▶ [YOUR OBJECTIVE]:
Line tally for the word "winner": count the lines below that contain it and reply with the number alone.

***** SUPPLIED ENTRIES *****

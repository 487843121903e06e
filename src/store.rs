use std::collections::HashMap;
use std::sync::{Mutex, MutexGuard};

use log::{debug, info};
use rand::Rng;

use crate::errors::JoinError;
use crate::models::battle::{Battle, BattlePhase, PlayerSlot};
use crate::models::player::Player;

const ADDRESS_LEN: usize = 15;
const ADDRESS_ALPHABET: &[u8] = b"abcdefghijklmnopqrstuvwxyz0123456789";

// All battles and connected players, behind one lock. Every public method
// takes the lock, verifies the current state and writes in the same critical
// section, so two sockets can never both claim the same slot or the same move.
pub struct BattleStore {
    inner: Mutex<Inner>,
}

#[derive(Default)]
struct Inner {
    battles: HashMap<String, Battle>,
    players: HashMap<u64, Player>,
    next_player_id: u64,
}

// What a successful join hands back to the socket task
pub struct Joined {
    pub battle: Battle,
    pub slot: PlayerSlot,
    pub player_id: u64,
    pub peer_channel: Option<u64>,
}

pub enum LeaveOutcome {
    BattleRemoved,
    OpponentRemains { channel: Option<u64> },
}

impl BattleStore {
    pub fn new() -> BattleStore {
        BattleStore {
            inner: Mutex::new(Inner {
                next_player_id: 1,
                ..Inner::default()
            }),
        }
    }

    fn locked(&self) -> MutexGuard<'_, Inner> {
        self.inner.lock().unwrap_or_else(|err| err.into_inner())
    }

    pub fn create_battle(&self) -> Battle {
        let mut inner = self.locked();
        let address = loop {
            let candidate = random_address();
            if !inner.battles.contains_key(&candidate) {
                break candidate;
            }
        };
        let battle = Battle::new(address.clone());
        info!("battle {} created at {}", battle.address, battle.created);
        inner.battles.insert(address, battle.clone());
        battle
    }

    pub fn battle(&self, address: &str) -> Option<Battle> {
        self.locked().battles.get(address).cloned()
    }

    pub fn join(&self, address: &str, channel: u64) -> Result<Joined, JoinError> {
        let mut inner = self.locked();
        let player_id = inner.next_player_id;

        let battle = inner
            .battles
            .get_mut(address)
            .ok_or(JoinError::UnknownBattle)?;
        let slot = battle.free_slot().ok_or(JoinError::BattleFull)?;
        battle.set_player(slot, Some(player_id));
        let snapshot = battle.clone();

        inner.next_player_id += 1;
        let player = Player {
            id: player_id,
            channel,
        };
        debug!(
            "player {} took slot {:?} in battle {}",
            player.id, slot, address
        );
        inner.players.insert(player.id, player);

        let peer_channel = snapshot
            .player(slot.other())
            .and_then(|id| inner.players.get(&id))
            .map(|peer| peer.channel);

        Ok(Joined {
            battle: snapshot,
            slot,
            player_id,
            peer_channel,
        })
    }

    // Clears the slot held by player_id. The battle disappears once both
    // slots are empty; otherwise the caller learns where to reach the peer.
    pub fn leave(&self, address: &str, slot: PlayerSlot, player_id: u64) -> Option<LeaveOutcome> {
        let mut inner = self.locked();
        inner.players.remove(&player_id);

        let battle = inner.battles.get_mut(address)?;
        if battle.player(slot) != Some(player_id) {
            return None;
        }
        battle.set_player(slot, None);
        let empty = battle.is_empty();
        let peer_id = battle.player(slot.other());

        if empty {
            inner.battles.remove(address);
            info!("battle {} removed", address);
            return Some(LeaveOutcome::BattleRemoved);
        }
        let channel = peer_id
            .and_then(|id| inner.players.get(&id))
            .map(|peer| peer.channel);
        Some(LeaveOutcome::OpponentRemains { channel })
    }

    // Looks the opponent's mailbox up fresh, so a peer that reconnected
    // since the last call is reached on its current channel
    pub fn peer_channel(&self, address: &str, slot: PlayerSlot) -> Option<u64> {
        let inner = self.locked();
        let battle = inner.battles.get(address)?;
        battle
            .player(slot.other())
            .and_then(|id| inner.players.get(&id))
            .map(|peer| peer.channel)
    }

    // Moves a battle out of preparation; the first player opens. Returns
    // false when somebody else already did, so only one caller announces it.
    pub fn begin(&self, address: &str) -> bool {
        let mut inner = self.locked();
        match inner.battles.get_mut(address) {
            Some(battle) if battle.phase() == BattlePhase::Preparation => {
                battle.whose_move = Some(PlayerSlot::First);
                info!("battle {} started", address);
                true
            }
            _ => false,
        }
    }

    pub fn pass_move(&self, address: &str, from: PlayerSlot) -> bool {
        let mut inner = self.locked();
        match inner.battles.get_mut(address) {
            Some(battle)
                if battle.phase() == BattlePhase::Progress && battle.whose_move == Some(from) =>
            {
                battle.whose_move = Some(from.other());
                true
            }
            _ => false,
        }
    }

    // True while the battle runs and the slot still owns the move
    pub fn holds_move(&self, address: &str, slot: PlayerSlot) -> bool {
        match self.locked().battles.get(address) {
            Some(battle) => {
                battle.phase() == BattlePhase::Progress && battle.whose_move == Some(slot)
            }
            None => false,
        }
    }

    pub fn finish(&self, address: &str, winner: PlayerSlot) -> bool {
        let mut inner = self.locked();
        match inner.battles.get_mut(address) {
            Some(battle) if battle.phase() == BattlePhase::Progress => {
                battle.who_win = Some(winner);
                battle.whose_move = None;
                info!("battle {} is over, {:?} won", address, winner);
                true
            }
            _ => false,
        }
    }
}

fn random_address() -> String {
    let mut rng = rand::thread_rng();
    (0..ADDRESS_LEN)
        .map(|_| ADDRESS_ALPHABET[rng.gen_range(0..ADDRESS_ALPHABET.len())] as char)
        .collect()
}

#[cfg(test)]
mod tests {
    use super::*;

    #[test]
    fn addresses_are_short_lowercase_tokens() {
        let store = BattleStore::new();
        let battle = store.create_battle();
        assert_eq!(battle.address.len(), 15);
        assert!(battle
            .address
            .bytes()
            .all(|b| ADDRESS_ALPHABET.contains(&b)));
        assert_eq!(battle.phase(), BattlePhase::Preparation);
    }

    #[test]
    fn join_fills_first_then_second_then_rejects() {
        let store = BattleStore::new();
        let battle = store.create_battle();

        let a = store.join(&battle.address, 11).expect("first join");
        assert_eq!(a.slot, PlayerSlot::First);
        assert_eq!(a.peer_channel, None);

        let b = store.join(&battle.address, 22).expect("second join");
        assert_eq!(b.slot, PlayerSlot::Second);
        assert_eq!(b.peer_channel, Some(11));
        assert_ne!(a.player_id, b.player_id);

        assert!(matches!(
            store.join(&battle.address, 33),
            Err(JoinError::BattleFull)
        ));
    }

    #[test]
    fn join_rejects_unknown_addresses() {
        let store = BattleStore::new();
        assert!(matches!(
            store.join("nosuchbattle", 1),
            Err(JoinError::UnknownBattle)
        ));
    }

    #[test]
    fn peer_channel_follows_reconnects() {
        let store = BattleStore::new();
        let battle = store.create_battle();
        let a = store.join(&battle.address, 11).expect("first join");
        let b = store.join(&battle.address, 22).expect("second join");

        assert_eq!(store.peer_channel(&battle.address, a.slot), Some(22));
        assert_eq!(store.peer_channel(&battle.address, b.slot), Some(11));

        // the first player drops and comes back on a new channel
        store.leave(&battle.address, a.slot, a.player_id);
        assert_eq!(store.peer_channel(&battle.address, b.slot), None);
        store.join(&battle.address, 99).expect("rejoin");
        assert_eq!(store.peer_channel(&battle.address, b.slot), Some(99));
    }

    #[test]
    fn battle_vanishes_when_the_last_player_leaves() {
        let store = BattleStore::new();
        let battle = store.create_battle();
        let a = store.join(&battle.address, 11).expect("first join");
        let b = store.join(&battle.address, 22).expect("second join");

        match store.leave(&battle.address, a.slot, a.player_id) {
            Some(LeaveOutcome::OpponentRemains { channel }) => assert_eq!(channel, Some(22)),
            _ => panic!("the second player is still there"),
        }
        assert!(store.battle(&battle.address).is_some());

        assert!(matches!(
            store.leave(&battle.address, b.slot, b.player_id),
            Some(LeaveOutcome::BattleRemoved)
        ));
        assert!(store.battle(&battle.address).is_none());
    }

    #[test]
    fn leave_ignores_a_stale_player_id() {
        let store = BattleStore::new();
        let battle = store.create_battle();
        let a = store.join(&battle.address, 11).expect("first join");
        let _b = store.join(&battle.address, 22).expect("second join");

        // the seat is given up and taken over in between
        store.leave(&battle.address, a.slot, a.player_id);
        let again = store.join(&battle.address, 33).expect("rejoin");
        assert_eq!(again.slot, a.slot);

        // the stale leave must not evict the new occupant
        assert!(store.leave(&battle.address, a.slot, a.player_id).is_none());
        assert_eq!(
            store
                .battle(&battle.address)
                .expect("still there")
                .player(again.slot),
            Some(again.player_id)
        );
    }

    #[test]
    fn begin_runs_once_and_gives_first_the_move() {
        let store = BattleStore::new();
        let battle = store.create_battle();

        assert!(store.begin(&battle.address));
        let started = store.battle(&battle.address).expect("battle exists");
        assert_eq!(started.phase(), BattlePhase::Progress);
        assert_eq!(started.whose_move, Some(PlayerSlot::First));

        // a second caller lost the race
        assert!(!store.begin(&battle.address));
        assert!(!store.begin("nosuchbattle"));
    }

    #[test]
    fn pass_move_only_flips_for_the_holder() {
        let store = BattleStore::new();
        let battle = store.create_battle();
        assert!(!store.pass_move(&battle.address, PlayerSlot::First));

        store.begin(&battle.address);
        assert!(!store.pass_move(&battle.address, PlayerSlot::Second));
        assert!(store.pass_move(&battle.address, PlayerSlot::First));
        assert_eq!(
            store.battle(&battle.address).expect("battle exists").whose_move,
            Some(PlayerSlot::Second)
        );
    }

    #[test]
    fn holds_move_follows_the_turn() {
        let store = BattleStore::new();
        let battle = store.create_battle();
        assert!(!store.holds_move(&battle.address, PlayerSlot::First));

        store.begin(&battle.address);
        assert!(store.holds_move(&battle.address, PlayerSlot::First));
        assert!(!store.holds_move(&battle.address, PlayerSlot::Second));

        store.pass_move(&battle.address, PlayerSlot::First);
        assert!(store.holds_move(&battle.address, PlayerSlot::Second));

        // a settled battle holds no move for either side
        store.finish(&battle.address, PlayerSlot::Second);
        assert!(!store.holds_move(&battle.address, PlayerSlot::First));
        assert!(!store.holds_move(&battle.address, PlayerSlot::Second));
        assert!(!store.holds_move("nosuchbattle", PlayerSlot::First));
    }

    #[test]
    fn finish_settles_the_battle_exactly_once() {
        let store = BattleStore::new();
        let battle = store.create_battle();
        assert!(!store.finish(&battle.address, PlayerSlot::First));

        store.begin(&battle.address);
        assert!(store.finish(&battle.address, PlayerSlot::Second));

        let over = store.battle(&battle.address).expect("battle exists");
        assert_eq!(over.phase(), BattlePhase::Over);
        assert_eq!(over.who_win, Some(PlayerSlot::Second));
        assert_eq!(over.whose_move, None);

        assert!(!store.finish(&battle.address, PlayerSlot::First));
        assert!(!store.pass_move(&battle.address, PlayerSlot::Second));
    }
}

*****
***** SUPPLIED ENTRIES *****

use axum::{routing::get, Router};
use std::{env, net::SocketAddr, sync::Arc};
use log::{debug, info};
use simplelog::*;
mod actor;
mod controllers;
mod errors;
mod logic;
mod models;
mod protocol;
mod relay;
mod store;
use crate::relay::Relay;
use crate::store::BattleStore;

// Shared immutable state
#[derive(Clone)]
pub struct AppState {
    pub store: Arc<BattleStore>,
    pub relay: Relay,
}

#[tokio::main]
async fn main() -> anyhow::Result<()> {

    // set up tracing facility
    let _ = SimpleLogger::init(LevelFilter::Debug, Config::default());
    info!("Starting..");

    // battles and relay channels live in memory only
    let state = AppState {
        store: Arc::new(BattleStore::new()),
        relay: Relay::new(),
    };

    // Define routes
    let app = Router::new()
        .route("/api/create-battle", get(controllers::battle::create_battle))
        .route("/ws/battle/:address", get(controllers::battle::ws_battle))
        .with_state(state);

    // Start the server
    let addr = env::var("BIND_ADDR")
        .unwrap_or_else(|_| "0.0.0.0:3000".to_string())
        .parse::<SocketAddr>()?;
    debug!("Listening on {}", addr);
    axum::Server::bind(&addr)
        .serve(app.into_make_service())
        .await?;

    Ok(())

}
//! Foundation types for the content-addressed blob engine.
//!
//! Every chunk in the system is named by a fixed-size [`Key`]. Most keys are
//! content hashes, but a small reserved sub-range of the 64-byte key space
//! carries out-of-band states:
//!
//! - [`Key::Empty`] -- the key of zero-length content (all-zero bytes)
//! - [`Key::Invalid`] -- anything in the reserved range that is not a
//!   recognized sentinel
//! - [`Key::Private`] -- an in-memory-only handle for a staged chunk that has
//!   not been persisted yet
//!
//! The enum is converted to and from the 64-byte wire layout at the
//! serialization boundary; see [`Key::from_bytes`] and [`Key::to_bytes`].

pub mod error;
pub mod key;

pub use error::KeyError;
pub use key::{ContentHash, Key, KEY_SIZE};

*****

▶ [WRITTEN RESPONSE]:
3